However, as with anything that one reads or is told, I took the bits that made sense for us (most of it) and left the rest



Here here!  This is what I try to do as well...

(like I was disappointed that fruit juices were spurned - we don't have lots of them but in the autumn we press our apples and enjoy that juice in the winter.  How can that be 'bad' for you?)

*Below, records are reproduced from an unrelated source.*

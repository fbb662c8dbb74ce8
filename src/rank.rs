// src/rank.rs
//! Ranking: editorial priority among admitted topics.
//!
//! Key is `(tag count, visual rating)`, both descending. The sort is stable,
//! so topics with equal keys keep their input order from run to run.

use std::cmp::Reverse;

use crate::model::AnalyzedTopic;

/// `(tag count, visual rating)`
pub fn ranking_key(topic: &AnalyzedTopic) -> (usize, u8) {
    (topic.tags.len(), topic.visual_rating)
}

#[derive(Debug, Clone, Copy, Default)]
pub struct RankingEngine;

impl RankingEngine {
    pub fn rank(&self, mut topics: Vec<AnalyzedTopic>) -> Vec<AnalyzedTopic> {
        // sort_by_key is stable
        topics.sort_by_key(|t| Reverse(ranking_key(t)));
        topics
    }
}
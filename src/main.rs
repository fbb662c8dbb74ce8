//! topic-research: binary entrypoint.
//! Loads configuration, runs the research pipeline once and reports per-phase counts.

use std::process::ExitCode;

use topic_research::{ResearchConfig, ResearchPipeline};
use tracing::{error, info};
use tracing_subscriber::{fmt, prelude::*, EnvFilter};

/// Exit status for configuration / wiring failures (before any phase ran).
const EXIT_CONFIG: u8 = 2;

/// Compact logs by default; JSON lines when RESEARCH_LOG_JSON=1.
fn init_tracing() {
    let filter = EnvFilter::try_from_default_env()
        .unwrap_or_else(|_| EnvFilter::new("topic_research=info,warn"));

    let json = std::env::var("RESEARCH_LOG_JSON")
        .ok()
        .is_some_and(|v| v == "1");

    let registry = tracing_subscriber::registry().with(filter);
    if json {
        registry.with(fmt::layer().json()).init();
    } else {
        registry.with(fmt::layer().compact()).init();
    }
}

#[tokio::main]
async fn main() -> ExitCode {
    // Load .env in local/dev; no-op when absent.
    let _ = dotenvy::dotenv();
    init_tracing();

    let cfg = match ResearchConfig::load() {
        Ok(c) => c,
        Err(e) => {
            error!(error = ?e, "failed to load configuration");
            return ExitCode::from(EXIT_CONFIG);
        }
    };

    let mut pipeline = match ResearchPipeline::from_config(&cfg) {
        Ok(p) => p,
        Err(e) => {
            error!(error = ?e, "failed to set up pipeline");
            return ExitCode::from(EXIT_CONFIG);
        }
    };

    match pipeline.run(chrono::Utc::now()).await {
        Ok(report) => {
            info!(
                fetched = report.fetched,
                failed_sources = ?report.failed_sources,
                relevant = report.relevant,
                unique = report.unique,
                duplicates = report.duplicates,
                persisted = report.persisted,
                output = %cfg.pipeline.output_path.display(),
                "research run finished"
            );
            ExitCode::SUCCESS
        }
        Err(e) => {
            error!(phase = %e.phase(), error = %e, "research run failed");
            ExitCode::from(e.exit_code())
        }
    }
}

Well, fruits in and of themselves are not the problem so much as A> how sugary the modern hybridizations have become, which is quite a bit different than what nature provided in the first place, and B> the regularity and quantity that we consume them with.  The guy being interviewed in this video is spot on about that stuff, I think:
http://www.youtube.com/watch?v=I_fta0-93Ms

Well the book is 675 pages long and there are 3 brain recipes.  I'm struggling with the notion at the moment as yesterday we slaughtered our first ever animal - one of our pigs.  It seems a poor tribute to her to say 'oh yuk we don't fancy that bit or this bit' but it's a challenging thought to us.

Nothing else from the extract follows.